Mutations in the Ty3 major homology region affect multiple steps in Ty3 retrotransposition

KJ Orlinsky, J Gu, M Hoyt, S Sandmeyer and TM Menees
Department of Microbiology and Genetics, University of California, Irvine, 92717, USA.

The Saccharomyces cerevisiae retroviruslike element Ty3 encodes the major structural proteins capsid (CA) and nucleocapsid in the GAG3 open reading frame. The Ty3 CA protein contains a sequence (QGX2EX5FX3LX3H, where H is a hydrophobic residue) which has not been observed in other retrotransposons but which is similar to the major homology region (MHR) described for retrovirus CA. In this study the effects of mutations in the Ty3 MHR on particle formation, processing, DNA synthesis, and transposition were examined. Each of the mutations tested resulted in severe defects in transposition, with disruption occurring prior to or at particle formation, subsequent to particle formation and prior to completion of DNA synthesis, and subsequent to DNA synthesis.

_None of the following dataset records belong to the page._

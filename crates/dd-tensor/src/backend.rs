use std::fmt::{self, Debug};

/// Where a computation runs.
#[derive(Debug, Clone, Copy, PartialEq, Eq, Hash)]
pub enum ExecutionTarget {
    /// Single-threaded, in the calling thread.
    Sequential,
    /// Data-parallel across a worker pool.
    Parallel,
}

impl fmt::Display for ExecutionTarget {
    fn fmt(&self, f: &mut fmt::Formatter<'_>) -> fmt::Result {
        match self {
            ExecutionTarget::Sequential => write!(f, "sequential"),
            ExecutionTarget::Parallel => write!(f, "parallel"),
        }
    }
}

/// Trait for pluggable compute backends (sequential CPU, thread pool, ...).
///
/// A backend identifies an execution target. Operations that need a
/// target-specific strategy are expressed as extension traits over this one,
/// so operands and auxiliary structures built for one backend cannot be handed
/// to another.
pub trait ComputeBackend: Send + Sync + Debug {
    /// Returns the name of this backend (e.g., "cpu", "parallel").
    fn name(&self) -> &str;

    /// Returns the execution target this backend drives.
    fn target(&self) -> ExecutionTarget;

    /// Number of worker threads computations are spread over.
    fn num_threads(&self) -> usize;
}
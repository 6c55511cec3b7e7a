use thiserror::Error;

#[derive(Error, Debug)]
pub enum DiaError {
    #[error("diagonal offset {offset} out of range for [{rows}x{cols}] matrix")]
    OffsetOutOfRange { offset: i64, rows: usize, cols: usize },
    #[error("duplicate diagonal offset: {0}")]
    DuplicateOffset(i64),
    #[error("{op}: operand dimension mismatch, expected {expected}, got {got}")]
    OperandMismatch {
        op: &'static str,
        expected: String,
        got: String,
    },
    #[error("dtype mismatch: expected {expected}, got {got}")]
    DTypeMismatch { expected: String, got: String },
    #[error("position ({row}, {col}) is not on a stored diagonal")]
    NotStored { row: usize, col: usize },
    #[error("block descriptor was built for a different diagonal pattern")]
    StaleDescriptor,
    #[error("failed to allocate storage for {requested} {what}")]
    Allocation { requested: usize, what: &'static str },
    #[error("tensor error: {0}")]
    Tensor(#[from] dd_tensor::TensorError),
}

pub type Result<T> = std::result::Result<T, DiaError>;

Changing the Q in the motif to R had relatively little effect on particle formation but decreased transposition to about 13% of that of a wild-type element. Changing G to A or V almost completely eliminated the formation of intracellular particles, possibly by disruption of CA-CA interactions. Changes introduced at the position of E resulted in blocked processing, blocked DNA synthesis, or a block at some post-reverse transcription step, depending on the nature of the mutation introduced. These results showed that the integrity of the Ty3 MHR is required for multiple aspects of Ty3 replication involving CA. These functions are independent of extracellular budding and of infection, aspects of the retroviral life cycle which are not recapitulated in replication of the Ty3 retrotransposon.